During 2021, the Fed purchased with new money and balance sheet reinvestments, approximately $2 Trillion of bonds. Imagine that, just as the economy was growing quickly, our Fed believed it was prudent to continue to throw massive gallons of gasoline on the fire. Just imagine…. you’re working for an employer and you make a huge mistake over the period of a year. Would you retain your job? No way! Only in Government is accountability practically non-existent.
Our economy grew by 6.9% in the 4th quarter of 2021. Last week we heard our economy shrunk by (1.4%) in the 1st quarter this year.
The (1.4%) is a little misleading as the data that makes up that percentage has several components.
Government spending is a small component of GDP, however still important. Government spending declined, as there were no additional fiscal stimulus checks in 2022. Government spending did not decline because our government is getting more responsible with our tax dollars!
In the 4th quarter of 2021, businesses ordered massive inventories (supplies) as supply chain issues were a bit improved. Because of the massive build up, new orders for inventory fell in the 1st quarter, subtracting from GDP.
Also in the 1st quarter of 2022, we exported much less than we imported, which also subtracts from GDP. Keep in mind, China and other Asian countries are in lock-down mode which is a major contributor to this issue.
On the plus side, the US Consumer (which makes up a significant part of GDP) was reported as a positive contributor to the overall number. As most of us are complaining and concerned about higher prices, we are still out and about spending money. The unemployment rate is 3.6%, which has been holding steady for several months – a positive sign.
So, GDP did shrink last quarter however the numbers are not as bad as the headline!!
What will happen going forward? The Fed currently has the crystal ball foggier than ever….
We are swiftly moving through earnings season. The vast majority of companies reporting lately have beaten earnings estimates, however forward guidance is in question. Many companies are being cautious about revenue and costs going forward, because of the uncertainly of the Fed, the impact of the war and China’s Covid lockdown.

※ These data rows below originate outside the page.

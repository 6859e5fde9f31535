//! # envctx-push
//!
//! Background task that periodically builds a snapshot for the default
//! location and forwards it to a sink only when its hash changed since the
//! last successful push.

#![deny(unsafe_code)]

pub mod scheduler;

pub use scheduler::{PushScheduler, TickOutcome};
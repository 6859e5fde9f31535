//! JSON webhook sink for pushed snapshots.

use std::time::Duration;

use async_trait::async_trait;
use envctx_core::SinkError;
use tracing::debug;

use crate::http::{build_client, sink_error};
use crate::traits::{ContextSink, PushMessage};

/// POSTs each [`PushMessage`] as JSON to a fixed URL.
pub struct WebhookSink {
    client: reqwest::Client,
    url: String,
}

impl WebhookSink {
    /// Create a sink for `url` with a per-delivery timeout.
    pub fn new(url: impl Into<String>, timeout: Duration) -> Self {
        Self {
            client: build_client(timeout),
            url: url.into(),
        }
    }

    /// Target URL.
    pub fn url(&self) -> &str {
        &self.url
    }
}

#[async_trait]
impl ContextSink for WebhookSink {
    async fn deliver(&self, message: &PushMessage) -> Result<(), SinkError> {
        let body = serde_json::to_vec(message)?;
        debug!(url = %self.url, bytes = body.len(), "delivering push message");

        let response = self
            .client
            .post(&self.url)
            .header(reqwest::header::CONTENT_TYPE, "application/json")
            .body(body)
            .send()
            .await
            .map_err(|e| sink_error(&e))?;

        let status = response.status();
        if status.is_success() {
            Ok(())
        } else {
            Err(SinkError::Status(status.as_u16()))
        }
    }
}

#[cfg(test)]
mod tests {
    use assert_matches::assert_matches;
    use envctx_core::{
        ContextEnvelope, ContextHash, ENVELOPE_VERSION, EnvelopeKind, EnvelopePayload,
    };
    use wiremock::matchers::{body_partial_json, header, method, path};
    use wiremock::{Mock, MockServer, ResponseTemplate};

    use super::*;

    fn message() -> PushMessage {
        PushMessage::new(ContextEnvelope {
            kind: EnvelopeKind::Snapshot,
            version: ENVELOPE_VERSION.to_string(),
            produced_at: "2025-03-03T09:00:00Z".to_string(),
            hash: ContextHash::new("0123456789abcdef"),
            data: EnvelopePayload::Empty,
        })
    }

    #[tokio::test]
    async fn posts_json_body() {
        let server = MockServer::start().await;
        Mock::given(method("POST"))
            .and(path("/hook"))
            .and(header("content-type", "application/json"))
            .and(body_partial_json(serde_json::json!({
                "source": "context_provider",
                "payload": {"type": "context-snapshot", "hash": "0123456789abcdef"}
            })))
            .respond_with(ResponseTemplate::new(202))
            .expect(1)
            .mount(&server)
            .await;

        let sink = WebhookSink::new(format!("{}/hook", server.uri()), Duration::from_secs(2));
        sink.deliver(&message()).await.unwrap();
    }

    #[tokio::test]
    async fn non_success_is_status_error() {
        let server = MockServer::start().await;
        Mock::given(method("POST"))
            .respond_with(ResponseTemplate::new(500))
            .mount(&server)
            .await;

        let sink = WebhookSink::new(server.uri(), Duration::from_secs(2));
        let err = sink.deliver(&message()).await.unwrap_err();
        assert_matches!(err, SinkError::Status(500));
    }

    #[tokio::test]
    async fn slow_sink_times_out() {
        let server = MockServer::start().await;
        Mock::given(method("POST"))
            .respond_with(ResponseTemplate::new(200).set_delay(Duration::from_millis(500)))
            .mount(&server)
            .await;

        let sink = WebhookSink::new(server.uri(), Duration::from_millis(50));
        let err = sink.deliver(&message()).await.unwrap_err();
        assert_matches!(err, SinkError::Timeout);
    }
}
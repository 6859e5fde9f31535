//! Request-path facade over the context pipeline.

use std::sync::Arc;

use chrono_tz::Tz;
use envctx_core::{ContextEnvelope, LocationHint};

use crate::aggregator::ContextAggregator;
use crate::clock::Clock;
use crate::envelope;
use crate::locale::parse_locale;
use crate::location::resolve_location;
use crate::temporal::format_iso;

/// Builds snapshot and delta envelopes.
///
/// Holds no mutable state: concurrent callers share one instance.
pub struct ContextService {
    aggregator: ContextAggregator,
    clock: Arc<dyn Clock>,
    timezone: Tz,
}

impl ContextService {
    /// Create a service reading time from `clock` in `timezone`.
    pub fn new(aggregator: ContextAggregator, clock: Arc<dyn Clock>, timezone: Tz) -> Self {
        Self {
            aggregator,
            clock,
            timezone,
        }
    }

    /// Service timezone.
    pub fn timezone(&self) -> Tz {
        self.timezone
    }

    /// Build a `context-snapshot` envelope.
    pub async fn build_snapshot(
        &self,
        accept_language: Option<&str>,
        hint: Option<&LocationHint>,
    ) -> ContextEnvelope {
        let now = self.clock.now().with_timezone(&self.timezone);
        let location = resolve_location(hint);
        let locale = parse_locale(accept_language);

        let context = self.aggregator.aggregate(location, locale, &now).await;
        envelope::snapshot(context, format_iso(&now))
    }

    /// Build a `context-delta` envelope relative to `since_hash`.
    pub async fn build_delta(
        &self,
        accept_language: Option<&str>,
        hint: Option<&LocationHint>,
        since_hash: Option<&str>,
    ) -> ContextEnvelope {
        let snapshot = self.build_snapshot(accept_language, hint).await;
        envelope::delta(snapshot, since_hash)
    }
}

Last week ended a challenging April, with the Dow retreating (2.47%), the S&P 500 down (3.26%), the Nasdaq (3.92%), and the Russell 2000 (3.94%).
Foreign stocks were down (2.17%) and Emerging Markets up (.09%).
So far this year, US stocks as a whole are down (14%), and bonds are down (9.5%).
Before the correction, my prediction was for the stock market to decline between 10%-15% before bottoming. Obviously, we are very close to that lower range. I thought bonds would be down, however not nearly as much. I guess that’s what happens when the Fed is trying to make up for their poor forward guidance last year.